use criterion::{criterion_group, criterion_main, Criterion, black_box};

use terrasculpt::edit::{TerrainSystem, ToolKind};
use terrasculpt::mesh::MeshBuilder;
use terrasculpt::terrain::{Grid, GridDimensions, TerrainConfig, WorldExtent};
use terrasculpt::core::Rgba;

use glam::Vec2;

fn default_system() -> TerrainSystem {
    TerrainSystem::initialize(TerrainConfig::default()).expect("Failed to initialize terrain")
}

fn bench_mesh_build_100(c: &mut Criterion) {
    let grid = Grid::new(GridDimensions::new(100, 100), WorldExtent::new(500.0, 500.0));
    let builder = MeshBuilder::new(6000);

    c.bench_function("mesh_build_100x100", |b| {
        b.iter(|| {
            let n = grid.cell_count();
            builder.build(black_box(&grid), vec![0.0; n], vec![Rgba::GREY; n])
        });
    });
}

fn bench_height_brush(c: &mut Criterion) {
    let mut system = default_system();

    c.bench_function("height_brush_normal_r25", |b| {
        let mut frame = 0u32;
        b.iter(|| {
            frame += 1;
            let pos = Vec2::new(
                (frame as f32 * 0.1).sin() * 200.0,
                (frame as f32 * 0.1).cos() * 200.0,
            );
            system.apply_height_tool(black_box(pos), 25.0, 2.5, ToolKind::Normal)
        });
    });
}

fn bench_smooth_brush(c: &mut Criterion) {
    let mut system = default_system();
    system.generate().expect("Failed to generate terrain");

    c.bench_function("height_brush_smooth_r25", |b| {
        b.iter(|| system.apply_height_tool(black_box(Vec2::ZERO), 25.0, 2.5, ToolKind::Smooth));
    });
}

fn bench_color_brush(c: &mut Criterion) {
    let mut system = default_system();

    c.bench_function("color_brush_r25", |b| {
        b.iter(|| system.apply_color_tool(black_box(Vec2::ZERO), 25.0, 2.5, Rgba::WHITE));
    });
}

fn bench_generate(c: &mut Criterion) {
    let mut system = default_system();

    c.bench_function("generate_100x100", |b| {
        b.iter(|| system.generate());
    });
}

criterion_group!(
    benches,
    bench_mesh_build_100,
    bench_height_brush,
    bench_smooth_brush,
    bench_color_brush,
    bench_generate,
);
criterion_main!(benches);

ACTIVITY: Copy all data exactly, start to finish.

WRITTEN ANSWER:
use criterion::{criterion_group, criterion_main, Criterion, black_box};

use terrasculpt::edit::{TerrainSystem, ToolKind};
use terrasculpt::mesh::MeshBuilder;
use terrasculpt::terrain::{Grid, GridDimensions, TerrainConfig, WorldExtent};
use terrasculpt::core::Rgba;

use glam::Vec2;

fn default_system() -> TerrainSystem {
    TerrainSystem::initialize(TerrainConfig::default()).expect("Failed to initialize terrain")
}

fn bench_mesh_build_100(c: &mut Criterion) {
    let grid = Grid::new(GridDimensions::new(100, 100), WorldExtent::new(500.0, 500.0));
    let builder = MeshBuilder::new(6000);

    c.bench_function("mesh_build_100x100", |b| {
        b.iter(|| {
            let n = grid.cell_count();
            builder.build(black_box(&grid), vec![0.0; n], vec![Rgba::GREY; n])
        });
    });
}

fn bench_height_brush(c: &mut Criterion) {
    let mut system = default_system();

    c.bench_function("height_brush_normal_r25", |b| {
        let mut frame = 0u32;
        b.iter(|| {
            frame += 1;
            let pos = Vec2::new(
                (frame as f32 * 0.1).sin() * 200.0,
                (frame as f32 * 0.1).cos() * 200.0,
            );
            system.apply_height_tool(black_box(pos), 25.0, 2.5, ToolKind::Normal)
        });
    });
}

fn bench_smooth_brush(c: &mut Criterion) {
    let mut system = default_system();
    system.generate().expect("Failed to generate terrain");

    c.bench_function("height_brush_smooth_r25", |b| {
        b.iter(|| system.apply_height_tool(black_box(Vec2::ZERO), 25.0, 2.5, ToolKind::Smooth));
    });
}

fn bench_color_brush(c: &mut Criterion) {
    let mut system = default_system();

    c.bench_function("color_brush_r25", |b| {
        b.iter(|| system.apply_color_tool(black_box(Vec2::ZERO), 25.0, 2.5, Rgba::WHITE));
    });
}

fn bench_generate(c: &mut Criterion) {
    let mut system = default_system();

    c.bench_function("generate_100x100", |b| {
        b.iter(|| system.generate());
    });
}

criterion_group!(
    benches,
    bench_mesh_build_100,
    bench_height_brush,
    bench_smooth_brush,
    bench_color_brush,
    bench_generate,
);
criterion_main!(benches);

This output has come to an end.